American actress (1933–2001)

Gloria Foster (November 15, 1933 – September 29, 2001) was an American actress. She had acclaimed roles in plays such as In White America and Having Our Say, winning three Obie Awards during her career. Foster played the Oracle in The Matrix (1999) and its first sequel, The Matrix Reloaded (2003). She played the role of the mother of Yusef Bell in the miniseries The Atlanta Child Murders which aired in 1985.

==Early life and education==
Foster was born on November 15, 1933, in Chicago, Illinois. As a young child, Foster was put into the custody of her maternal grandparents. Foster never knew who her father was and she moved to Janesville, Wisconsin after her mother was hospitalized for a mental illness.

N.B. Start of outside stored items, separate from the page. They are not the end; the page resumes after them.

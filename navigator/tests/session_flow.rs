//! End-to-end session tests: planner, movement, and trace files together.
//!
//! These use the scripted chat client or a real HTTP client pointed at a
//! closed local port, so no test needs a model server.

use std::time::{Duration, Instant};

use navigator::core::geometry::Point;
use navigator::core::invariants::validate_trace;
use navigator::core::movement::MovementConfig;
use navigator::core::registry::Location;
use navigator::core::routines::Routine;
use navigator::core::types::{MovementStatus, PlanSource};
use navigator::io::config::{LlmConfig, NavConfig};
use navigator::io::llm::HttpChatClient;
use navigator::io::trace_log::{load_trace, write_trace};
use navigator::session::NavigationSession;
use navigator::test_support::{ScriptedChatClient, ScriptedReply, tasks};

fn config_with_budget(max_steps: u32) -> NavConfig {
    NavConfig {
        movement: MovementConfig {
            max_steps,
            ..MovementConfig::default()
        },
        ..NavConfig::default()
    }
}

#[test]
fn gibberish_task_goes_to_default_location() {
    let client = ScriptedChatClient::failing("model unavailable");
    let session = NavigationSession::from_config(&config_with_budget(60), &client).expect("session");
    let trace = session.run(&tasks(&["unknown gibberish"]));

    assert_eq!(trace.plan.source, PlanSource::Fallback);
    assert_eq!(trace.plan.locations, vec!["LivingRoom"]);
    assert!(trace.all_reached());
    assert_eq!(client.call_count(), 1);
}

#[test]
fn unreachable_endpoint_falls_back_promptly() {
    let config = NavConfig {
        llm: LlmConfig {
            api_url: Some("http://127.0.0.1:9/v1/chat/completions".to_string()),
            timeout_secs: 2,
            ..LlmConfig::default()
        },
        ..config_with_budget(60)
    };
    let client = HttpChatClient::from_config(&config.llm)
        .expect("client")
        .expect("url configured");
    let session = NavigationSession::from_config(&config, client).expect("session");
    let task_list = Routine::Morning.task_list();

    let started = Instant::now();
    let plan = session.plan(&task_list);
    assert!(started.elapsed() < Duration::from_secs(10));

    assert_eq!(plan.source, PlanSource::Fallback);
    assert_eq!(plan, session.planner().fallback(&task_list, session.registry()));
    assert_eq!(plan.locations, vec!["Bedroom", "Bathroom", "Kitchen"]);
}

fn config_for_endpoint(url: String) -> NavConfig {
    NavConfig {
        llm: LlmConfig {
            api_url: Some(url),
            timeout_secs: 5,
            ..LlmConfig::default()
        },
        ..config_with_budget(60)
    }
}

#[test]
fn server_error_falls_back_and_success_uses_model_plan() {
    let mut server = mockito::Server::new();
    let url = format!("{}/v1/chat/completions", server.url());
    let config = config_for_endpoint(url);
    let task_list = tasks(&["make coffee", "watch tv"]);

    let failing = server
        .mock("POST", "/v1/chat/completions")
        .with_status(503)
        .with_body("unavailable")
        .expect(1)
        .create();
    let client = HttpChatClient::from_config(&config.llm)
        .expect("client")
        .expect("url configured");
    let session = NavigationSession::from_config(&config, client).expect("session");
    let plan = session.plan(&task_list);
    assert_eq!(plan.source, PlanSource::Fallback);
    assert_eq!(plan.locations, vec!["Kitchen", "LivingRoom"]);
    failing.assert();
    failing.remove();

    server
        .mock("POST", "/v1/chat/completions")
        .with_status(200)
        .with_body(r#"{"choices":[{"message":{"content":"[\"DiningRoom\", \"Kitchen\"]"}}]}"#)
        .create();
    let plan = session.plan(&task_list);
    assert_eq!(plan.source, PlanSource::Model);
    assert_eq!(plan.locations, vec!["DiningRoom", "Kitchen"]);
}

#[test]
fn default_budget_times_out_short_of_the_kitchen() {
    let session =
        NavigationSession::from_config(&NavConfig::default(), ScriptedChatClient::default())
            .expect("session");
    let trace = session.run(&tasks(&["make coffee"]));

    let outcome = &trace.outcomes[0];
    assert_eq!(outcome.status, MovementStatus::TimedOut);
    assert!(!outcome.reached);
    assert_eq!(outcome.step_count, 25);
    assert!(validate_trace(&trace).is_empty());
}

#[test]
fn model_plan_with_custom_layout_round_trips_through_trace_file() {
    let config = NavConfig {
        locations: vec![
            Location::new("Porch", Point::new(0.0, 1.0)),
            Location::new("Shed", Point::new(-1.0, 0.0)),
            Location::new("LivingRoom", Point::new(0.5, 0.5)),
        ],
        ..config_with_budget(20)
    };
    let client = ScriptedChatClient::new(vec![ScriptedReply::Text(
        "Plan: [\"Shed\", \"Porch\", \"Shed\"]".to_string(),
    )]);
    let session = NavigationSession::from_config(&config, &client).expect("session");
    let trace = session.run(&tasks(&["get the rake", "sweep", "put the rake back"]));

    assert_eq!(trace.plan.source, PlanSource::Model);
    assert_eq!(trace.reached_count(), 3);
    for pair in trace.outcomes.windows(2) {
        assert_eq!(pair[1].start, pair[0].end);
    }
    let prompt = &client.requests()[0].user;
    assert!(prompt.contains("- Shed at (-1.0, 0.0)"));

    let temp = tempfile::tempdir().expect("tempdir");
    let path = temp.path().join("trace.json");
    write_trace(&path, &trace).expect("write trace");
    let loaded = load_trace(&path).expect("load trace");
    assert_eq!(loaded, trace);
    assert!(validate_trace(&loaded).is_empty());
}

#[test]
fn tampered_trace_is_flagged() {
    let session = NavigationSession::from_config(&config_with_budget(60), ScriptedChatClient::default())
        .expect("session");
    let mut trace = session.run(&tasks(&["make coffee", "watch tv"]));
    trace.outcomes[1].start = Point::new(9.0, 9.0);
    trace.outcomes[0].reached = false;

    let errors = validate_trace(&trace);
    assert!(errors.iter().any(|e| e.contains("starts at")));
    assert!(errors.iter().any(|e| e.contains("contradicts status")));
}
//! Deterministic, pure logic shared by the planner and the session.
//!
//! Core modules must be free of I/O side effects. They operate on in-memory
//! data structures and return deterministic outputs suitable for tests.

pub mod geometry;
pub mod invariants;
pub mod movement;
pub mod registry;
pub mod routines;
pub mod rules;
pub mod types;
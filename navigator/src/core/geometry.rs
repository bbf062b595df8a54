//! Planar coordinates shared by the registry and the movement state machine.

use std::fmt;

use serde::{Deserialize, Serialize};

/// A point on the floor plan.
///
/// Serialized as a two-element array `[x, y]` so config files and traces stay
/// compact.
#[derive(Debug, Clone, Copy, PartialEq, Default, Serialize, Deserialize)]
#[serde(from = "[f64; 2]", into = "[f64; 2]")]
pub struct Point {
    pub x: f64,
    pub y: f64,
}

impl Point {
    pub const ORIGIN: Point = Point { x: 0.0, y: 0.0 };

    pub const fn new(x: f64, y: f64) -> Self {
        Self { x, y }
    }

    /// Euclidean distance to `other`.
    pub fn distance_to(self, other: Point) -> f64 {
        (other.x - self.x).hypot(other.y - self.y)
    }

    /// Component-wise delta `other - self`.
    pub fn delta_to(self, other: Point) -> (f64, f64) {
        (other.x - self.x, other.y - self.y)
    }

    pub fn is_finite(self) -> bool {
        self.x.is_finite() && self.y.is_finite()
    }

    pub fn offset(self, dx: f64, dy: f64) -> Self {
        Self::new(self.x + dx, self.y + dy)
    }
}

impl From<[f64; 2]> for Point {
    fn from([x, y]: [f64; 2]) -> Self {
        Self { x, y }
    }
}

impl From<Point> for [f64; 2] {
    fn from(point: Point) -> Self {
        [point.x, point.y]
    }
}

impl fmt::Display for Point {
    fn fmt(&self, f: &mut fmt::Formatter<'_>) -> fmt::Result {
        write!(f, "({:.2}, {:.2})", self.x, self.y)
    }
}
//! Task-to-location planning and step-wise movement for a home navigation agent.
//!
//! A session turns natural-language tasks into an ordered list of named
//! locations and then walks an agent to each one, a fixed-size step at a time.
//! The architecture keeps the same split throughout:
//!
//! - **[`core`]**: Pure, deterministic logic (geometry, registry, keyword rules,
//!   the movement state machine, trace invariants). No I/O.
//! - **[`io`]**: Side effects (config files, the chat model client, prompt
//!   templates, trace files). Isolated behind traits so tests can script them.
//!
//! Orchestration modules ([`planner`], [`session`]) combine the two.

pub mod core;
pub mod exit_codes;
pub mod io;
pub mod logging;
pub mod planner;
pub mod session;
#[cfg(any(test, feature = "test-support"))]
pub mod test_support;
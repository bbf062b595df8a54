//! Read-only registry of named locations.

use std::collections::HashMap;

use anyhow::{Result, bail};
use serde::{Deserialize, Serialize};

use crate::core::geometry::Point;

/// A named point of interest that can be used as a navigation target.
#[derive(Debug, Clone, PartialEq, Serialize, Deserialize)]
pub struct Location {
    pub name: String,
    pub position: Point,
}

impl Location {
    pub fn new(name: impl Into<String>, position: Point) -> Self {
        Self {
            name: name.into(),
            position,
        }
    }
}

/// Immutable name → location mapping.
///
/// Insertion order is kept because it is the order locations are presented to
/// the model and printed by the CLI.
#[derive(Debug, Clone, PartialEq)]
pub struct LocationRegistry {
    locations: Vec<Location>,
    index: HashMap<String, usize>,
}

impl LocationRegistry {
    /// Build a registry, rejecting blank or duplicate names and non-finite
    /// coordinates.
    pub fn new(locations: Vec<Location>) -> Result<Self> {
        let mut index = HashMap::with_capacity(locations.len());
        for (idx, location) in locations.iter().enumerate() {
            if location.name.trim().is_empty() {
                bail!("location #{idx} has an empty name");
            }
            if !location.position.is_finite() {
                bail!("location {} has non-finite coordinates", location.name);
            }
            if index.insert(location.name.clone(), idx).is_some() {
                bail!("duplicate location name {}", location.name);
            }
        }
        Ok(Self { locations, index })
    }

    pub fn get(&self, name: &str) -> Option<&Location> {
        self.index.get(name).map(|&idx| &self.locations[idx])
    }

    pub fn contains(&self, name: &str) -> bool {
        self.index.contains_key(name)
    }

    /// Location names in registry order.
    pub fn names(&self) -> impl Iterator<Item = &str> {
        self.locations.iter().map(|location| location.name.as_str())
    }

    pub fn iter(&self) -> impl Iterator<Item = &Location> {
        self.locations.iter()
    }

    pub fn len(&self) -> usize {
        self.locations.len()
    }

    pub fn is_empty(&self) -> bool {
        self.locations.is_empty()
    }

    /// Distance from `from` to the named location, if registered.
    pub fn distance_from(&self, from: Point, name: &str) -> Option<f64> {
        self.get(name).map(|location| from.distance_to(location.position))
    }
}

/// The six-room house layout used when no locations are configured.
pub fn default_locations() -> Vec<Location> {
    vec![
        Location::new("Kitchen", Point::new(2.0, 1.5)),
        Location::new("LivingRoom", Point::new(-2.0, 1.5)),
        Location::new("Bedroom", Point::new(-3.0, -2.0)),
        Location::new("Bathroom", Point::new(1.0, -2.0)),
        Location::new("Office", Point::new(3.0, 3.0)),
        Location::new("DiningRoom", Point::new(0.0, 1.0)),
    ]
}
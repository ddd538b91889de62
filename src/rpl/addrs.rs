//! Loader-window address assignment.
//!
//! The linker script places symbol and string tables wherever it likes,
//! but the Cafe loader expects them inside its own address window at
//! 0xC0000000 and above. Each SYMTAB/STRTAB section is rebased there, and
//! everything that referenced the old range (symbol values, relocation
//! offsets targeting the section) is rebased with it.

use crate::elf::*;
use crate::rpl::types::{ElfImage, Rela, Symbol};

/// Move every SYMTAB and STRTAB section into the loader window, marking
/// it allocated.
pub fn fix_loader_addresses(image: &mut ElfImage) {
    let mut load_max = LOAD_BASE_ADDRESS;
    for section in &image.sections {
        let end = section.header.addr.wrapping_add(section.data.len() as u32);
        if end > load_max {
            load_max = end;
        }
    }

    for i in 0..image.sections.len() {
        let sh_type = image.sections[i].header.sh_type;
        if sh_type != SHT_SYMTAB && sh_type != SHT_STRTAB {
            continue;
        }
        let new_addr = align_up(load_max, image.sections[i].header.addralign);
        relocate_section(image, i, new_addr);
        image.sections[i].header.flags |= SHF_ALLOC;
        load_max += image.sections[i].data.len() as u32;
    }
}

/// Rebase section `index` to `new_addr`, dragging along every symbol and
/// relocation offset inside its old address range.
///
/// The range test is inclusive at both ends: a symbol sitting exactly at
/// the section's end address (where two abutting sections meet) belongs to
/// the section being moved.
fn relocate_section(image: &mut ElfImage, index: usize, new_addr: u32) {
    let old_addr = image.sections[index].header.addr;
    let len = if image.sections[index].data.is_empty() {
        image.sections[index].header.size
    } else {
        image.sections[index].data.len() as u32
    };
    let old_end = old_addr + len;

    // Symbols for data, functions, and sections follow the move.
    for section in &mut image.sections {
        if section.header.sh_type != SHT_SYMTAB {
            continue;
        }
        let count = section.data.len() / ELF32_SYM_SIZE;
        for i in 0..count {
            let off = i * ELF32_SYM_SIZE;
            let symbol = Symbol::read(&section.data, off);
            let sym_type = symbol.sym_type();
            if sym_type != STT_OBJECT && sym_type != STT_FUNC && sym_type != STT_SECTION {
                continue;
            }
            if symbol.value >= old_addr && symbol.value <= old_end {
                w32(&mut section.data, off + 4, (symbol.value - old_addr) + new_addr);
            }
        }
    }

    // Relocations applied to this section carry virtual offsets into it.
    for section in &mut image.sections {
        if section.header.sh_type != SHT_RELA || section.header.info as usize != index {
            continue;
        }
        let count = section.data.len() / ELF32_RELA_SIZE;
        for i in 0..count {
            let off = i * ELF32_RELA_SIZE;
            let rela = Rela::read(&section.data, off);
            if rela.offset >= old_addr && rela.offset <= old_end {
                w32(&mut section.data, off, (rela.offset - old_addr) + new_addr);
            }
        }
    }

    image.sections[index].header.addr = new_addr;
}
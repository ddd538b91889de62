//! The ELF-to-RPL conversion pipeline.
//!
//! One mutable [`ElfImage`] flows through a fixed sequence of stages, each
//! of which rewrites the image in place:
//!
//! 1. `reader` - parse headers and section payloads into the image
//! 2. `relocs` - split REL32 relocations into GHS_REL16 pairs
//! 3. `addrs` - move symbol and string tables into the loader window
//! 4. `fileinfo` - aggregate region sizes and append the file-info section
//! 5. `crcs` - append the per-section CRC-32 table
//! 6. `writer::fix_file_header` - rewrite the ELF header to RPL form
//! 7. `deflate` - compress eligible section payloads
//! 8. `layout` - assign on-disk offsets in the mandated section order
//! 9. `writer::write_rpl` - serialize the final image
//!
//! Stage order is load-bearing: file-info and CRC generation read the
//! uncompressed payloads, so both must run before `deflate`, and the layout
//! stage is the only one allowed to overwrite `header.size` with the
//! on-disk length. Section indices are identity (symbol `shndx`, RELA
//! `link`/`info` all refer to positions in [`ElfImage::sections`]); the
//! only shape changes ever made to the list are the CRC insertion at
//! `len - 1` and the file-info append.

mod addrs;
mod crcs;
mod deflate;
mod fileinfo;
mod layout;
mod reader;
mod relocs;
mod types;
mod writer;

pub use addrs::fix_loader_addresses;
pub use crcs::generate_crcs;
pub use deflate::deflate_sections;
pub use fileinfo::{generate_fileinfo, RplFileInfo};
pub use layout::calculate_offsets;
pub use reader::read_elf;
pub use relocs::fix_relocations;
pub use types::{ElfHeader, ElfImage, Rela, Section, SectionHeader, Symbol};
pub use writer::{fix_file_header, write_rpl};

Foster attended the University of Illinois Chicago, where she participated in plays, but did not focus on acting. Foster decided to be a professional actor when her godmother introduced her to the Goodman Theatre in Chicago. Foster became one of the few African Americans at the Goodman School of Drama at the Art Institute of Chicago (now at DePaul University). During her studying at the Goodman School she also, "learned professional acting skills in the Court Theater at the University of Chicago". One of her most influential instructors was Bella Itkin, who cast Gloria in many classical roles.

==Career==
Foster began acting on Broadway in 1963. Her first role was Ruth in the play A Raisin in the Sun. Her first professional performance was in another play called In White America. In that play, Foster "plays a 13-year-old Arkansas girl who tries to enter her Little Rock school". She won an Obie Award which is an off-Broadway theater award. People started to create parts for her, rather than expecting her to audition for roles. Foster was known for her work with Joe Papp, and appeared in his productions of Long Day's Journey into Night, Chekhov's Cherry Orchard, Brecht's Mother Courage (adapted by Ntozake Shange), and Shakespeare's Coriolanus. Foster searched for roles in which she could perform to the best of her ability. She once said, "Young people today, I think, are thinking in terms of stepping stones…I don't know that I ever thought that way. It sounds ridiculous, but I was always thinking in terms of a more difficult role".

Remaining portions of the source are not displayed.